About this exercise
What lines in the data below mention the string "CalculatorEvent"? Copy them out.

Extracted data entries

=-=-=-=-=

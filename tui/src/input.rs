//! Keyboard Mapping
//!
//! Turns crossterm key events into calculator commands. Escape belongs to
//! the calculator (all clear), so quitting is on Ctrl+C / Ctrl+Q.

use crossterm::event::{KeyCode, KeyEvent, KeyModifiers};

use calculator_core::CalculatorEvent;

/// What a key press asks the app to do
#[derive(Clone, Debug, PartialEq)]
pub enum KeyAction {
    /// Leave the app
    Quit,
    /// Forward a command to the calculator
    Calculator(CalculatorEvent),
}

/// Map a key press; `None` for keys the calculator does not use
pub fn map_key(key: &KeyEvent) -> Option<KeyAction> {
    if key.modifiers.contains(KeyModifiers::CONTROL) {
        return match key.code {
            KeyCode::Char('c' | 'q') => Some(KeyAction::Quit),
            _ => None,
        };
    }

    let name = match key.code {
        KeyCode::Enter => "Enter".to_string(),
        KeyCode::Esc => "Escape".to_string(),
        KeyCode::Backspace => "Backspace".to_string(),
        KeyCode::Char(c) => c.to_string(),
        _ => return None,
    };
    CalculatorEvent::from_key(&name).map(KeyAction::Calculator)
}

#[cfg(test)]
mod tests {
    use super::*;
    use pretty_assertions::assert_eq;

    fn press(code: KeyCode) -> KeyEvent {
        KeyEvent::new(code, KeyModifiers::NONE)
    }

    #[test]
    fn test_calculator_keys() {
        assert_eq!(
            map_key(&press(KeyCode::Char('7'))),
            Some(KeyAction::Calculator(CalculatorEvent::Append('7')))
        );
        assert_eq!(
            map_key(&press(KeyCode::Char('*'))),
            Some(KeyAction::Calculator(CalculatorEvent::Append('*')))
        );
        assert_eq!(
            map_key(&press(KeyCode::Char('='))),
            Some(KeyAction::Calculator(CalculatorEvent::Evaluate))
        );
        assert_eq!(
            map_key(&press(KeyCode::Enter)),
            Some(KeyAction::Calculator(CalculatorEvent::Evaluate))
        );
        assert_eq!(
            map_key(&press(KeyCode::Esc)),
            Some(KeyAction::Calculator(CalculatorEvent::Clear))
        );
        assert_eq!(
            map_key(&press(KeyCode::Backspace)),
            Some(KeyAction::Calculator(CalculatorEvent::DeleteLast))
        );
    }

    #[test]
    fn test_shifted_symbols_still_append() {
        let plus = KeyEvent::new(KeyCode::Char('+'), KeyModifiers::SHIFT);
        assert_eq!(
            map_key(&plus),
            Some(KeyAction::Calculator(CalculatorEvent::Append('+')))
        );
    }

    #[test]
    fn test_quit_keys() {
        let ctrl_c = KeyEvent::new(KeyCode::Char('c'), KeyModifiers::CONTROL);
        let ctrl_q = KeyEvent::new(KeyCode::Char('q'), KeyModifiers::CONTROL);
        assert_eq!(map_key(&ctrl_c), Some(KeyAction::Quit));
        assert_eq!(map_key(&ctrl_q), Some(KeyAction::Quit));
    }

    #[test]
    fn test_other_keys_are_ignored() {
        assert_eq!(map_key(&press(KeyCode::Char('a'))), None);
        assert_eq!(map_key(&press(KeyCode::Tab)), None);
        assert_eq!(
            map_key(&KeyEvent::new(KeyCode::Char('1'), KeyModifiers::CONTROL)),
            None
        );
    }
}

=-=-=-=-=

Solution to this task
use calculator_core::CalculatorEvent;
    Calculator(CalculatorEvent),
    CalculatorEvent::from_key(&name).map(KeyAction::Calculator)
            Some(KeyAction::Calculator(CalculatorEvent::Append('7')))
            Some(KeyAction::Calculator(CalculatorEvent::Append('*')))
            Some(KeyAction::Calculator(CalculatorEvent::Evaluate))
            Some(KeyAction::Calculator(CalculatorEvent::Evaluate))
            Some(KeyAction::Calculator(CalculatorEvent::Clear))
            Some(KeyAction::Calculator(CalculatorEvent::DeleteLast))
            Some(KeyAction::Calculator(CalculatorEvent::Append('+')))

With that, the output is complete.